Rivaling Hungarian blood-bather Erzsebet Bathory for the reputation of most bewitchingly depraved aristocratic sex-killer of early modern Europe, Gilles de Rais (or de Retz) hanged for abducting numberless legions of anonymous young commoners (boys, mostly) for rape and murder.
It’s a rap sheet trebly astounding given that a decade before, de Rais’s reputation for posterity would have figured to be his role as Saint Joan’s chief lieutenant when she raised the siege of Orleans, culminating with elevation to the rank of Marshall of France on the very day Charles VII was crowned in Reims. Talk about a fall from grace.
A 1440 investigation triggered by de Rais’s attack on a priest during an intra-aristocracy dispute turned up a Gacy‘s floorboards’ worth of Nantes-area kids allegedly disappeared into the Marechal’s creepy castle. Remarkably detailed trial records preserve a heartbreaking cavalcade of parents who entrusted their children to de Rais’s service or just sent them out one morning never to be heard from again. “It is notorious,” one added, “that infants are murdered in the said chateau.” (Many of these depositions and other original trial records can be read here.)
that de Rais then raped [the typical captive] as he was hanged from a hook by the neck. Before the child died, Gilles took him down, comforted him, repeated the act and either killed him himself or had him slain.
Poitou testified that the child victims were murdered sometimes by decapitating them, sometimes by cutting their throats, sometimes by dismembering them, sometimes by breaking their necks with a stick …
Gilles de Rais rarely left a child alive for more than one evening’s pleasure, Poitou claimed.
Now, it needs to be said that the servants were induced to these confessions by the threat of physical harm — and that when de Rais reversed his own denials he had likewise been menaced with torture. Nobody had been tortured, mind. But they had been given to understand that they would be corroborating the witnesses with self-incriminating statments, and we can do this the easy way or the hard way. In a world without dispositive forensics, confessions were the evidentiary gold standard … and torturing to obtain them was standard operating procedure.
It’s for that reason that there has also long persisted a revisionist thesis that de Rais was actually innocent, framed up by elite rivals who cannibalized the man’s estates. A 1992 “rehabilitation tribunal” re-tried the affair, and returned an acquittal.
Arguably, the populace — font of all those damning accusations — did likewise on the day de Rais hanged with his two servants. A crowd one might expect to be frenzied with rage actually sympathized with the doomed noble, even rescuing his hanged body from the fire. A monument his daughter put up became an unsanctioned popular pilgrimage site until it was destroyed during the French Revolution.

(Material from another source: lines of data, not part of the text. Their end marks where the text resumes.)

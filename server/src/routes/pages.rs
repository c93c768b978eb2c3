//! HTML page routes and their form endpoints. All sit behind the session gate.
//!
//! Form posts answer `303 See Other` back to `/bookmarks`; failures add an
//! `?error=<code>` the list page turns into a notice. A rejected add is the
//! exception: the page is rendered in place so the typed title and url stay
//! in the form.

use axum::extract::{Form, Path, Query, State};
use axum::response::{Html, IntoResponse, Redirect, Response};
use serde::Deserialize;
use shelf::{BookmarkList, Draft, EditCommit, EditState};
use tracing::{error, info, warn};
use uuid::Uuid;

use crate::routes::auth::AuthUser;
use crate::routes::bookmarks::store_error_to_status;
use crate::routes::gate::BOOKMARKS_PATH;
use crate::services::bookmark::{self, StoreError, UpdateOutcome};
use crate::services::session::SessionUser;
use crate::state::AppState;
use crate::views;

#[derive(Debug, Default, Deserialize)]
pub struct ListQuery {
    /// Row to show in edit mode. Unknown or malformed ids are ignored.
    edit: Option<String>,
    error: Option<String>,
}

#[derive(Debug, Deserialize)]
pub struct AddForm {
    #[serde(default)]
    title: String,
    #[serde(default)]
    url: String,
}

#[derive(Debug, Deserialize)]
pub struct RenameForm {
    #[serde(default)]
    title: String,
}

fn log_failure(e: &StoreError, user_id: Uuid, action: &'static str) {
    match e {
        StoreError::Database(_) => error!(error = %e, %user_id, action, "pages: store call failed"),
        _ => warn!(error = %e, %user_id, action, "pages: request rejected"),
    }
}

fn back_to_list(result: Result<(), StoreError>, user_id: Uuid, action: &'static str) -> Redirect {
    match result {
        Ok(()) => Redirect::to(BOOKMARKS_PATH),
        Err(e) => {
            log_failure(&e, user_id, action);
            Redirect::to(&format!("{BOOKMARKS_PATH}?error={}", e.code()))
        }
    }
}

/// Load the user's rows. A failed load renders as an empty list with a notice.
async fn load_list(state: &AppState, user: &SessionUser) -> BookmarkList {
    let mut list = BookmarkList::new();
    match bookmark::list_bookmarks(state.store.as_ref(), user.id).await {
        Ok(rows) => list.replace_all(rows),
        Err(e) => {
            error!(error = %e, user_id = %user.id, "pages: list failed");
            list.set_error(views::error_message(e.code()));
        }
    }
    list
}

/// `GET /`: landing page. Signed-in users never get here; the gate
/// redirects them to `/bookmarks`.
pub async fn landing(State(state): State<AppState>) -> Html<String> {
    Html(views::landing_page(state.identity.is_some()))
}

/// `GET /bookmarks`: the signed-in user's list.
pub async fn bookmarks_page(
    State(state): State<AppState>,
    auth: AuthUser,
    Query(query): Query<ListQuery>,
) -> Html<String> {
    let mut list = load_list(&state, &auth.user).await;

    if let Some(id) = query.edit.as_deref().and_then(|raw| Uuid::parse_str(raw).ok()) {
        list.start_edit(id);
    }
    if let Some(code) = query.error.as_deref() {
        list.set_error(views::error_message(code));
    }

    Html(views::bookmarks_page(&auth.user, &list))
}

/// `POST /bookmarks`: add form. On failure the list is re-rendered with the
/// typed values kept in the form.
pub async fn add_bookmark(State(state): State<AppState>, auth: AuthUser, Form(form): Form<AddForm>) -> Response {
    let draft = Draft { title: form.title, url: form.url };
    match bookmark::insert_bookmark(state.store.as_ref(), auth.user.id, &draft.title, &draft.url).await {
        Ok(row) => {
            info!(id = %row.id, user_id = %auth.user.id, "bookmark added");
            Redirect::to(BOOKMARKS_PATH).into_response()
        }
        Err(e) => {
            log_failure(&e, auth.user.id, "add");
            let mut list = load_list(&state, &auth.user).await;
            list.draft = draft;
            list.set_error(views::error_message(e.code()));
            (store_error_to_status(e), Html(views::bookmarks_page(&auth.user, &list))).into_response()
        }
    }
}

/// `POST /bookmarks/{id}/title`: edit-in-place form. A blank title leaves
/// edit mode without a store call.
pub async fn rename_bookmark(
    State(state): State<AppState>,
    auth: AuthUser,
    Path(id): Path<Uuid>,
    Form(form): Form<RenameForm>,
) -> Redirect {
    let result = match (EditState { id, title: form.title }).into_commit() {
        EditCommit::Save { id, title } => bookmark::update_bookmark(state.store.as_ref(), auth.user.id, id, &title)
            .await
            .map(|outcome| {
                if let UpdateOutcome::Updated(_) = outcome {
                    info!(%id, "bookmark renamed");
                }
            }),
        EditCommit::Cancel { id } => {
            info!(%id, "empty title; edit cancelled");
            Ok(())
        }
    };
    back_to_list(result, auth.user.id, "rename")
}

/// `POST /bookmarks/{id}/delete`: immediate, no confirmation.
pub async fn delete_bookmark(State(state): State<AppState>, auth: AuthUser, Path(id): Path<Uuid>) -> Redirect {
    let result = bookmark::delete_bookmark(state.store.as_ref(), auth.user.id, id).await;
    if result.is_ok() {
        info!(%id, "bookmark deleted");
    }
    back_to_list(result, auth.user.id, "delete")
}

#[cfg(test)]
#[path = "pages_test.rs"]
mod tests;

Whether as fact or fable, there’s something gorgeously baroque about de Rais’s dungeon mastering — especially when considered vis-a-vis his historical casting call opposite the abstemious Maid.
As a text for our latter-day edification, de Rais appears a carnivore devoured by his own appetites (and not only sexual: he also blew through the gargantuan family fortune). Reduced from hero to beast, he’s almost a literal werewolf or vampire; he’s often cast as such in video games and the like.
And he transfixes us because he personifies this uncanny bridge from the atomized digital age with its iconic serial killers, alone and psychologically deconstructed, back into the medieval — feudal, irrational, communal, violent and physical but also suffused with an omnipresent alien-to-us paranormal spirit world. It is enough to glance to experience the pull of the abyss gazing back.
Sabine Baring-Gould anticipated the modern afterlife of Gilles de Rais in the mid-19th century Book of Were-Wolves — which incorporated an extended account of de Rais’s trial into a wider narrative of folklore shapeshifting.
De Rais himself shapeshifts even within the brief arc of his dramatic trial: from indignant defendant into contrite supplicant, every drop sincere so far as one can perceive. His very prosecutors, indeed his very victims, wept for the fallen Marechal, and the “monster” reversed with this display his excommunication. (This may have been the part of the punishment de Rais feared most: again, we encounter the alien cosmology.)
“Nothing seems to me to be more beautiful –- and farthest away from our mentality of today — than the crowd of parents of the victims praying for this soul’s salvation,” one modern observed. “That is spiritual nobility.”
Agonizing ecstacist Georges Bataille wrote a whole book about de Rais, characteristically taken by the intersection of repugnance and transcendence. For Bataille, Christianity even reconciles our prisoner’s stupendous villainy with his unfeigned anticipation of spiritual salvation that “ultimately summarize the Christian situation.”
“Perhaps,” Bataille mused, “Christianity is even fundamentally the pressing demand for crime, the demand for the horror that in a sense it needs in order to forgive.”
Philotas was one of Alexander’s “companions”, the elite cavalry who joined Alexander personally in battle. He had fought by Alexander’s side in the epic Battle of Gaugamela, which brought down the Achaemenid Empire and opened Persia to the legendary conqueror.
A year later, Alexander, and therefore also those companions, were winding down campaign season all the way on the other side of the late empire they had so stunningly dismantled. It’s the region of Drangiana on the present-day Iran-Afghanistan frontier. The Macedonians would name the city Prophthasia, Anticipation, in recognition of their chief’s narrow escape; we know it today as Farah, Afghanistan.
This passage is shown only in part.